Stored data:
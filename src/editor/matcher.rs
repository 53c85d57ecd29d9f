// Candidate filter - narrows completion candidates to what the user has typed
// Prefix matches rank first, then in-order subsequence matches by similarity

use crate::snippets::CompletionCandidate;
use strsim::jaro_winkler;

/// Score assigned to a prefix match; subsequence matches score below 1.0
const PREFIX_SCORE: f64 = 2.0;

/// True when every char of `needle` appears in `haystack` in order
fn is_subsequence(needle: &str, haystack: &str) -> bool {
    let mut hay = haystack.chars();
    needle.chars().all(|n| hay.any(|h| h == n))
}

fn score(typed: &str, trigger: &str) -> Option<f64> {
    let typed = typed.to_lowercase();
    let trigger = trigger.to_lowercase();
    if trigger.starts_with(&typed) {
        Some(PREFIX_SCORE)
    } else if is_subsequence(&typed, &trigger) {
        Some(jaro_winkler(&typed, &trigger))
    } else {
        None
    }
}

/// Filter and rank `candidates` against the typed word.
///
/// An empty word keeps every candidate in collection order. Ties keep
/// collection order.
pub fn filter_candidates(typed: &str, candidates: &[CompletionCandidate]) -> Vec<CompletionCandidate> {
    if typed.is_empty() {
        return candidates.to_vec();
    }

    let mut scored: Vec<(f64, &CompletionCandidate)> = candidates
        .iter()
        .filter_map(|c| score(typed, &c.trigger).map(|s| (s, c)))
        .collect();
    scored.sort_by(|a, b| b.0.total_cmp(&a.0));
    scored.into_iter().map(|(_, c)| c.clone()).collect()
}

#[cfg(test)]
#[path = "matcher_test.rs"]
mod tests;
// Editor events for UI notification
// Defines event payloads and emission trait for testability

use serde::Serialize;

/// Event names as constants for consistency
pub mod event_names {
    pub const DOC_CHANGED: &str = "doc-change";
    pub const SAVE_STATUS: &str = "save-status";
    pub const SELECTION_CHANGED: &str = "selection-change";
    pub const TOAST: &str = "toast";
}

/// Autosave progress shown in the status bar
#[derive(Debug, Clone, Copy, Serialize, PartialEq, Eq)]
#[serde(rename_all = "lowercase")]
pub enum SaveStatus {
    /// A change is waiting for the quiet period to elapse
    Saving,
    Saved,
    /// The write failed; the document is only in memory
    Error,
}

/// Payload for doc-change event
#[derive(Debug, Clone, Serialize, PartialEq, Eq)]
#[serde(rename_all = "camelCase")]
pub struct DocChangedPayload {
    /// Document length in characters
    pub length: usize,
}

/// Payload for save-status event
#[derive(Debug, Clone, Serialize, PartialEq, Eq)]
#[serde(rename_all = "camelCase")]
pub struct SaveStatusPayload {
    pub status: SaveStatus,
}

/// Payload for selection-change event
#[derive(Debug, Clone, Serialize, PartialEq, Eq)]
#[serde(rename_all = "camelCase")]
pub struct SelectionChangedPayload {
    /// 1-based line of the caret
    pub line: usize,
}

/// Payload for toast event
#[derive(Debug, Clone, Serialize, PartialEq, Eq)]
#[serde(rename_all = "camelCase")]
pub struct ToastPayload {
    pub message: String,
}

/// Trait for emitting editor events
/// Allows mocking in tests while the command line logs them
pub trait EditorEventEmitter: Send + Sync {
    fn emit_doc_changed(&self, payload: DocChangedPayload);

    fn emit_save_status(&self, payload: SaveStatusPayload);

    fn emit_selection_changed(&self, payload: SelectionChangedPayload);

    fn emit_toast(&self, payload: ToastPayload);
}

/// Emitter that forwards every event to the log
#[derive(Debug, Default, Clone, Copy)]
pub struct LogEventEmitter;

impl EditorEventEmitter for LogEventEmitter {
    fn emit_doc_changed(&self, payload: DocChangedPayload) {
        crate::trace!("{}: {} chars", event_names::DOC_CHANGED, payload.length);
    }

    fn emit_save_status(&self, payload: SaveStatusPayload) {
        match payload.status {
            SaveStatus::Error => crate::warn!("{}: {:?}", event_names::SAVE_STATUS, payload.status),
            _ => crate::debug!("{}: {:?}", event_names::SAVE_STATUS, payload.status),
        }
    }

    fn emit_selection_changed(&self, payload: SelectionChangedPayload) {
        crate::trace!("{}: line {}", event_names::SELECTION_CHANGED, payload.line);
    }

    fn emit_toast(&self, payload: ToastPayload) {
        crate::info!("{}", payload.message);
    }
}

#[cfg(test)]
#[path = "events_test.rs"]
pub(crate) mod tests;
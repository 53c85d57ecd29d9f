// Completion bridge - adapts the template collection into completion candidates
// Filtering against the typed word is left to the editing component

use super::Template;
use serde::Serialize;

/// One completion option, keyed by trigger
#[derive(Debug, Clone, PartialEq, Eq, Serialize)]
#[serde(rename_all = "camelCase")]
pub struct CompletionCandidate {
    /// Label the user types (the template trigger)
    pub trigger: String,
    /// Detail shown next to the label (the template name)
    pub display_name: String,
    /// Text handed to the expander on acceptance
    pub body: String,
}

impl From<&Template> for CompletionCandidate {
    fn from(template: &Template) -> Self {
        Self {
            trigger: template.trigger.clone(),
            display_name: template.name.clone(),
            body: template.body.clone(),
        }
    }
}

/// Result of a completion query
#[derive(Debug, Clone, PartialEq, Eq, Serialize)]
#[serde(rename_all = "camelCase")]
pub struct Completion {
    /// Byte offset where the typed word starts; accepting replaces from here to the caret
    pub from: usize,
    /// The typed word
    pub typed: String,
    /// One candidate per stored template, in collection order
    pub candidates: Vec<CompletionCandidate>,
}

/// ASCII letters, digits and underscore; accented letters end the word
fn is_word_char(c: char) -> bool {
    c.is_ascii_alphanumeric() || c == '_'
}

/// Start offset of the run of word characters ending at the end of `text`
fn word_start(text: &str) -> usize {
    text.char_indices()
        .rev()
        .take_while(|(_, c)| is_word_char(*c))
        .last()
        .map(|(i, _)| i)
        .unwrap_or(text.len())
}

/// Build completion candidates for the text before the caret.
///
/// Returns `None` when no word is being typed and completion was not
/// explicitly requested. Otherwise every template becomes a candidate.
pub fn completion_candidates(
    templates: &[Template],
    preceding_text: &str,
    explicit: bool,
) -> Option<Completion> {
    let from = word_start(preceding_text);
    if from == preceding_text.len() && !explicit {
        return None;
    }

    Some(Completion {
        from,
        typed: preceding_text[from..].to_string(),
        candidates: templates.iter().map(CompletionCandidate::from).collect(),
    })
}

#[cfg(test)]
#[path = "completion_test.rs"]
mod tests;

(BRIEF) In the records above, find the line containing "fn is_word_char(c: char)" and print it and every later line exactly, through the last one.

(ANSWER FOR THIS EXERCISE)
fn is_word_char(c: char) -> bool {
    c.is_ascii_alphanumeric() || c == '_'
}

/// Start offset of the run of word characters ending at the end of `text`
fn word_start(text: &str) -> usize {
    text.char_indices()
        .rev()
        .take_while(|(_, c)| is_word_char(*c))
        .last()
        .map(|(i, _)| i)
        .unwrap_or(text.len())
}

/// Build completion candidates for the text before the caret.
///
/// Returns `None` when no word is being typed and completion was not
/// explicitly requested. Otherwise every template becomes a candidate.
pub fn completion_candidates(
    templates: &[Template],
    preceding_text: &str,
    explicit: bool,
) -> Option<Completion> {
    let from = word_start(preceding_text);
    if from == preceding_text.len() && !explicit {
        return None;
    }

    Some(Completion {
        from,
        typed: preceding_text[from..].to_string(),
        candidates: templates.iter().map(CompletionCandidate::from).collect(),
    })
}

#[cfg(test)]
#[path = "completion_test.rs"]
mod tests;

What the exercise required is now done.